[Dataset records]
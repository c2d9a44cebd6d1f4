//! Role assignment scoring.
//!
//! Given a candidate frame and the caller's semantic ids, bind ids to the
//! frame's `core` elements and turn the binding into a score.
//!
//! ```text
//!   ids ──► direct pass ──► relaxed pass ──► inherited pass ──► score
//!           (element order,  (any open       (child frames:
//!            first fit)       core slot)      ancestor roles fill
//!                                             child slots)
//! ```

use crate::config::EngineConfig;
use arb_framenet::{Corpus, Frame, FrameElement, InheritanceGraph, SemanticId};
use serde::Serialize;
use std::collections::BTreeMap;

/// A scored candidate frame.
#[derive(Debug, Clone, PartialEq, Serialize)]
pub struct FrameMatch<'c> {
    pub frame: &'c Frame,
    /// In `[0, 1]`.
    pub score: f64,
    /// Element name → bound id.
    pub role_assignments: BTreeMap<String, SemanticId>,
    /// Assigned core elements / all core elements.
    pub confidence: f64,
    /// Reached through a lexical unit; scoring was skipped.
    pub exact: bool,
}

impl<'c> FrameMatch<'c> {
    pub fn unscored(frame: &'c Frame) -> Self {
        Self {
            frame,
            score: 0.0,
            role_assignments: BTreeMap::new(),
            confidence: 0.0,
            exact: false,
        }
    }

    pub fn exact(frame: &'c Frame) -> Self {
        Self {
            frame,
            score: 1.0,
            role_assignments: BTreeMap::new(),
            confidence: 1.0,
            exact: true,
        }
    }
}

pub struct RoleScorer<'c, C: Corpus + ?Sized> {
    corpus: &'c C,
    graph: InheritanceGraph<'c, C>,
    floor_assigned: f64,
    floor_unassigned: f64,
}

impl<'c, C: Corpus + ?Sized> RoleScorer<'c, C> {
    pub fn new(corpus: &'c C) -> Self {
        Self::with_config(corpus, &EngineConfig::default())
    }

    pub fn with_config(corpus: &'c C, config: &EngineConfig) -> Self {
        Self {
            corpus,
            graph: InheritanceGraph::new(corpus),
            floor_assigned: config.inherited_floor_assigned,
            floor_unassigned: config.inherited_floor_unassigned,
        }
    }

    /// Whether `candidate` can fill the role identified by `role`.
    ///
    /// Identical ids always can. Otherwise both must resolve to frames, and
    /// the candidate's frame must be a subtype of the role's frame or share
    /// its name. Unresolvable ids never can.
    pub fn can_play(&self, candidate: &SemanticId, role: &SemanticId) -> bool {
        if candidate == role {
            return true;
        }
        let (Some(candidate_frame), Some(role_frame)) = (
            self.corpus.resolve_frame(candidate),
            self.corpus.resolve_frame(role),
        ) else {
            return false;
        };
        self.graph.is_subtype(candidate_frame, role_frame)
            || candidate_frame.name.eq_ignore_ascii_case(&role_frame.name)
    }

    /// `(score, role_assignments)` for `frame` against `ids`.
    pub fn score(
        &self,
        frame: &'c Frame,
        ids: &[SemanticId],
    ) -> (f64, BTreeMap<String, SemanticId>) {
        let matched = self.evaluate(frame, ids);
        (matched.score, matched.role_assignments)
    }

    pub fn evaluate(&self, frame: &'c Frame, ids: &[SemanticId]) -> FrameMatch<'c> {
        let core: Vec<&FrameElement> = frame.core_elements().collect();
        if core.is_empty() {
            tracing::debug!(frame_id = frame.id, frame = %frame.name, "no core elements, not scored");
            return FrameMatch::unscored(frame);
        }

        let mut binding = Binding::new(ids.len());

        // Direct pass: each core element, in declaration order, takes the
        // first compatible id.
        for element in &core {
            let role = SemanticId::from(element.id);
            let first_fit = binding.open_ids().find(|&i| self.can_play(&ids[i], &role));
            if let Some(i) = first_fit {
                binding.bind(i, &element.name, &ids[i]);
            }
        }

        // Relaxed pass: each leftover id, in input order, takes any open slot.
        for i in 0..ids.len() {
            if binding.is_used(i) {
                continue;
            }
            let slot = core.iter().find(|e| {
                binding.is_open(&e.name) && self.can_play(&ids[i], &SemanticId::from(e.id))
            });
            if let Some(element) = slot {
                binding.bind(i, &element.name, &ids[i]);
            }
        }

        let is_child = self.graph.is_child(frame);
        if is_child {
            self.inherited_pass(frame, &core, ids, &mut binding);
        }

        let assigned = binding.assigned.len();
        let denominator = ids.len().min(core.len()).max(1);
        let mut score = assigned as f64 / denominator as f64;
        if is_child {
            let floor = if assigned > 0 {
                self.floor_assigned
            } else {
                self.floor_unassigned
            };
            score = score.max(floor);
        }

        tracing::debug!(
            frame_id = frame.id,
            frame = %frame.name,
            assigned,
            core = core.len(),
            score,
            "scored candidate"
        );

        FrameMatch {
            frame,
            score: score.clamp(0.0, 1.0),
            confidence: assigned as f64 / core.len() as f64,
            role_assignments: binding.assigned,
            exact: false,
        }
    }

    /// Ids matching an ancestor's elements bind to the child's open core
    /// slots. Per ancestor, ids equal to one of its element ids go first;
    /// ids that can merely play one of its roles follow.
    fn inherited_pass(
        &self,
        frame: &Frame,
        core: &[&FrameElement],
        ids: &[SemanticId],
        binding: &mut Binding,
    ) {
        for ancestor in self.graph.ancestor_frames(frame) {
            for exact in [true, false] {
                for i in 0..ids.len() {
                    if binding.is_used(i) || binding.assigned.len() == core.len() {
                        continue;
                    }
                    let parent_element = ancestor.elements.iter().find(|pe| {
                        let role = SemanticId::from(pe.id);
                        if exact {
                            ids[i] == role
                        } else {
                            self.can_play(&ids[i], &role)
                        }
                    });
                    if let Some(parent_element) = parent_element {
                        self.bind_inherited(frame, ancestor, parent_element, core, i, ids, binding);
                    }
                }
            }
        }
    }

    /// Picks the child slot for an id standing in for `parent_element`: a
    /// same-named slot, then a slot whose role can play the parent's, then
    /// any open slot.
    #[allow(clippy::too_many_arguments)]
    fn bind_inherited(
        &self,
        frame: &Frame,
        ancestor: &Frame,
        parent_element: &FrameElement,
        core: &[&FrameElement],
        i: usize,
        ids: &[SemanticId],
        binding: &mut Binding,
    ) {
        let parent_role = SemanticId::from(parent_element.id);
        let open: Vec<&FrameElement> = core
            .iter()
            .copied()
            .filter(|e| binding.is_open(&e.name))
            .collect();
        let slot = open
            .iter()
            .find(|e| e.name.eq_ignore_ascii_case(&parent_element.name))
            .or_else(|| {
                open.iter()
                    .find(|e| self.can_play(&SemanticId::from(e.id), &parent_role))
            })
            .or_else(|| open.first())
            .map(|e| e.name.clone());

        if let Some(name) = slot {
            tracing::trace!(
                frame = %frame.name,
                ancestor = %ancestor.name,
                inherited = %parent_element.name,
                slot = %name,
                "bound inherited role"
            );
            binding.bind(i, &name, &ids[i]);
        }
    }
}

/// Which ids are spent and which element names are filled.
struct Binding {
    used: Vec<bool>,
    assigned: BTreeMap<String, SemanticId>,
}

impl Binding {
    fn new(len: usize) -> Self {
        Self {
            used: vec![false; len],
            assigned: BTreeMap::new(),
        }
    }

    fn is_used(&self, i: usize) -> bool {
        self.used[i]
    }

    fn is_open(&self, element: &str) -> bool {
        !self.assigned.contains_key(element)
    }

    fn open_ids(&self) -> impl Iterator<Item = usize> + '_ {
        self.used
            .iter()
            .enumerate()
            .filter(|(_, used)| !**used)
            .map(|(i, _)| i)
    }

    fn bind(&mut self, i: usize, element: &str, id: &SemanticId) {
        self.used[i] = true;
        self.assigned.insert(element.to_string(), id.clone());
    }
}

#[cfg(test)]
mod tests {
    use super::*;
    use approx::assert_relative_eq;
    use arb_framenet::fixtures::{self, ids};

    fn sid(raw: &str) -> SemanticId {
        SemanticId::parse(raw).unwrap()
    }

    #[test]
    fn identical_ids_can_always_play() {
        let corpus = fixtures::synthetic_corpus();
        let scorer = RoleScorer::new(&corpus);
        assert!(scorer.can_play(&sid("nonsense"), &sid("nonsense")));
        assert!(scorer.can_play(&sid("0139"), &sid("139")));
    }

    #[test]
    fn can_play_through_subtype_and_name() {
        let corpus = fixtures::synthetic_corpus();
        let scorer = RoleScorer::new(&corpus);

        // Renting is a subtype of Getting, not the other way round.
        let renting = SemanticId::from(ids::RENTING);
        let getting_recipient = SemanticId::from(ids::GETTING_RECIPIENT);
        assert!(scorer.can_play(&renting, &getting_recipient));
        assert!(!scorer.can_play(&SemanticId::from(ids::GETTING), &SemanticId::from(ids::RENTING_LESSEE)));

        // Frame id and one of its own elements share the frame name.
        assert!(scorer.can_play(&SemanticId::from(ids::GIVING), &SemanticId::from(ids::GIVING_DONOR)));
        assert!(!scorer.can_play(&sid("424242"), &SemanticId::from(ids::GIVING_DONOR)));
    }

    #[test]
    fn single_frame_id_fully_scores_parentless_frame() {
        let corpus = fixtures::synthetic_corpus();
        let scorer = RoleScorer::new(&corpus);
        let giving = corpus.frame_by_id(ids::GIVING).unwrap();

        let m = scorer.evaluate(giving, &[SemanticId::from(ids::GIVING)]);
        assert_relative_eq!(m.score, 1.0);
        assert_relative_eq!(m.confidence, 1.0 / 3.0);
        assert_eq!(
            m.role_assignments.get("Donor"),
            Some(&SemanticId::from(ids::GIVING))
        );
    }

    #[test]
    fn element_ids_bind_by_declaration_order() {
        let corpus = fixtures::synthetic_corpus();
        let scorer = RoleScorer::new(&corpus);
        let giving = corpus.frame_by_id(ids::GIVING).unwrap();

        let input = [
            SemanticId::from(ids::GIVING_RECIPIENT),
            SemanticId::from(ids::GIVING_DONOR),
        ];
        let (score, roles) = scorer.score(giving, &input);
        assert_relative_eq!(score, 1.0);
        // Every Giving element resolves to Giving, so first fit wins: Donor
        // takes the first id in input order.
        assert_eq!(roles.get("Donor"), Some(&input[0]));
        assert_eq!(roles.get("Theme"), Some(&input[1]));
        assert!(!roles.contains_key("Recipient"));
    }

    #[test]
    fn zero_core_frame_is_not_scored() {
        let corpus = fixtures::synthetic_corpus();
        let scorer = RoleScorer::new(&corpus);
        let no_core = corpus.frame_by_id(ids::NO_CORE).unwrap();

        let (score, roles) = scorer.score(no_core, &[SemanticId::from(ids::NO_CORE)]);
        assert_eq!(score, 0.0);
        assert!(roles.is_empty());
    }

    #[test]
    fn inherited_roles_fill_child_slots() {
        let corpus = fixtures::synthetic_corpus();
        let scorer = RoleScorer::new(&corpus);
        let buy = corpus.frame_by_id(ids::COMMERCE_BUY).unwrap();

        // Getting.Recipient resolves to Getting; Getting is not a subtype of
        // Commerce_buy, so only the inherited pass can place it.
        let input = [SemanticId::from(ids::GETTING_RECIPIENT)];
        let m = scorer.evaluate(buy, &input);
        assert_eq!(m.role_assignments.len(), 1);
        assert_relative_eq!(m.score, 1.0);
        assert_relative_eq!(m.confidence, 0.5);
    }

    #[test]
    fn inherited_element_ids_bind_before_compatible_ids() {
        let corpus = fixtures::synthetic_corpus();
        let scorer = RoleScorer::new(&corpus);
        let buy = corpus.frame_by_id(ids::COMMERCE_BUY).unwrap();

        // The Getting frame id can play any Getting role, but the two exact
        // Getting element ids claim both Commerce_buy slots first.
        let input = [
            SemanticId::from(ids::GETTING),
            SemanticId::from(ids::GETTING_RECIPIENT),
            SemanticId::from(ids::GETTING_THEME),
        ];
        let (score, roles) = scorer.score(buy, &input);
        assert_relative_eq!(score, 1.0);
        assert_eq!(roles.len(), 2);
        assert!(!roles.values().any(|id| *id == input[0]));
        assert!(roles.values().any(|id| *id == input[1]));
        assert!(roles.values().any(|id| *id == input[2]));
    }

    #[test]
    fn child_frames_get_a_score_floor() {
        let corpus = fixtures::synthetic_corpus();
        let scorer = RoleScorer::new(&corpus);
        let sell = corpus.frame_by_id(ids::COMMERCE_SELL).unwrap();

        let m = scorer.evaluate(sell, &[sid("424242")]);
        assert!(m.role_assignments.is_empty());
        assert_relative_eq!(m.score, 0.1);
        assert_relative_eq!(m.confidence, 0.0);

        let strict = EngineConfig {
            inherited_floor_unassigned: 0.0,
            ..EngineConfig::default()
        };
        let scorer = RoleScorer::with_config(&corpus, &strict);
        assert_eq!(scorer.evaluate(sell, &[sid("424242")]).score, 0.0);
    }

    #[test]
    fn empty_input_scores_zero_for_parentless_frame() {
        let corpus = fixtures::synthetic_corpus();
        let scorer = RoleScorer::new(&corpus);
        let giving = corpus.frame_by_id(ids::GIVING).unwrap();
        let (score, roles) = scorer.score(giving, &[]);
        assert_eq!(score, 0.0);
        assert!(roles.is_empty());
    }

    #[test]
    fn cyclic_frames_score_without_hanging() {
        let corpus = fixtures::synthetic_corpus();
        let scorer = RoleScorer::new(&corpus);
        let cycle_a = corpus.frame_by_id(ids::CYCLE_A).unwrap();
        let m = scorer.evaluate(cycle_a, &[SemanticId::from(ids::CYCLE_B)]);
        assert!((0.0..=1.0).contains(&m.score));
    }
}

▶ **THE TASK**: Check each line of the records for the string "find" and copy those that have it.

▶ **EXERCISE ANSWER**:
            let first_fit = binding.open_ids().find(|&i| self.can_play(&ids[i], &role));
            let slot = core.iter().find(|e| {
                    let parent_element = ancestor.elements.iter().find(|pe| {
            .find(|e| e.name.eq_ignore_ascii_case(&parent_element.name))
                    .find(|e| self.can_play(&SemanticId::from(e.id), &parent_role))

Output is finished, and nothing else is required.